Electrically generated heat is also a money issue. In the engineering sense, energy is money. Electricity at my house costs US$0.12 per kilowatt-hour. A 100W PC running for ten hours costs one kW-Hr, or $0.12. Left on continuously for a year, that cost becomes 365*24 = 8760 hours, and that costs 876 kW-hours, or US$105.00.
If I could design a server which used less power, say 50W instead, then the cost per year for electricity would be US$52.50, and I would be economically justified in paying $52.50 more for the parts. And the second year, I’d be US$52.50 ahead by doing this.
Not only that, the 50W version might be cool-able with a smaller, quieter fan, and therefore less annoying to be near.
There is a whole subculture of enthusiasts for low-power, low noise computers. Often this niche can be found by searching for mini-ITX form factor PC motherboards. Some of these can be entirely cooled by natural convection, which is a way of saying “no fan needed”.
I’ll expand on this later, but some useful things to consider are:
Watch the “TDP” power rating of your processor. You can get CPUs with much lower power. These are lower performance, but high speed CPUs are NOT needed for most home servers.
Watch the power rating of your disk drives.

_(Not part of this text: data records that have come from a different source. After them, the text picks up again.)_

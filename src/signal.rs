//! Signal handling for graceful shutdown.

use tokio_util::sync::CancellationToken;
use tracing::{info, warn};

/// Wait for a shutdown signal (SIGINT, SIGTERM, or SIGQUIT on Unix).
#[cfg(unix)]
pub async fn shutdown_signal() {
    use tokio::signal::unix::{SignalKind, signal};

    let handlers = (
        signal(SignalKind::interrupt()),
        signal(SignalKind::terminate()),
        signal(SignalKind::quit()),
    );
    let (mut sigint, mut sigterm, mut sigquit) = match handlers {
        (Ok(sigint), Ok(sigterm), Ok(sigquit)) => (sigint, sigterm, sigquit),
        _ => {
            warn!("Failed to install Unix signal handlers, falling back to Ctrl-C");
            ctrl_c().await;
            return;
        }
    };

    tokio::select! {
        _ = sigint.recv() => {
            info!(message = "Signal received.", signal = "SIGINT");
        }
        _ = sigterm.recv() => {
            info!(message = "Signal received.", signal = "SIGTERM");
        }
        _ = sigquit.recv() => {
            info!(message = "Signal received.", signal = "SIGQUIT");
        }
    }
}

#[cfg(not(unix))]
pub async fn shutdown_signal() {
    ctrl_c().await;
}

async fn ctrl_c() {
    match tokio::signal::ctrl_c().await {
        Ok(()) => info!(message = "Signal received.", signal = "Ctrl-C"),
        // Without any handler the process can only be killed; never resolve.
        Err(e) => {
            warn!(error = %e, "Failed to listen for Ctrl-C");
            std::future::pending::<()>().await;
        }
    }
}

/// A token that is cancelled by the first shutdown signal.
pub fn shutdown_token() -> CancellationToken {
    let shutdown = CancellationToken::new();
    tokio::spawn({
        let shutdown = shutdown.clone();
        async move {
            shutdown_signal().await;
            shutdown.cancel();
        }
    });
    shutdown
}

#[cfg(test)]
mod tests {
    use super::*;
    use std::time::Duration;

    #[tokio::test]
    async fn test_token_starts_uncancelled() {
        let shutdown = shutdown_token();
        assert!(!shutdown.is_cancelled());
    }

    #[tokio::test]
    async fn test_shutdown_cancellation_is_immediate() {
        let shutdown = CancellationToken::new();
        let shutdown_clone = shutdown.clone();

        let handle = tokio::spawn(async move {
            tokio::select! {
                _ = shutdown_clone.cancelled() => "cancelled",
                _ = tokio::time::sleep(Duration::from_secs(10)) => "timeout",
            }
        });

        shutdown.cancel();

        let result = tokio::time::timeout(Duration::from_millis(100), handle)
            .await
            .expect("task should complete quickly")
            .expect("task should not panic");
        assert_eq!(result, "cancelled");
    }
}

In general, desktop 3.5″ drives are 6W, and 2.5″ laptop drives are 1W – 2W; however, desktop drives have about 2:1 bigger storage than 2.5″ drives, and cost less per GB. The tradeoff gets complex, and so you need to know how much storage you need, versus what power it takes to provide that many bits, and how much you’re willing to spend on electricity, and how much noise you will tolerate.
OK, OK, I’ll do a blog!
In my quest to build a home NAS, I wound up building an Opensolaris based server that will do a lot more than NAS. Along the way, some of the people I pestered for information and help came back and pestered me to blog about my experiences.
So here you are. Enjoy.
[Note: as of 5-23-2011 I have decided to ditch OpenSolaris entirely based on Oracle's new directions for Solaris and OpenSolaris. My data is too important to depend on what I perceive from Oracle.]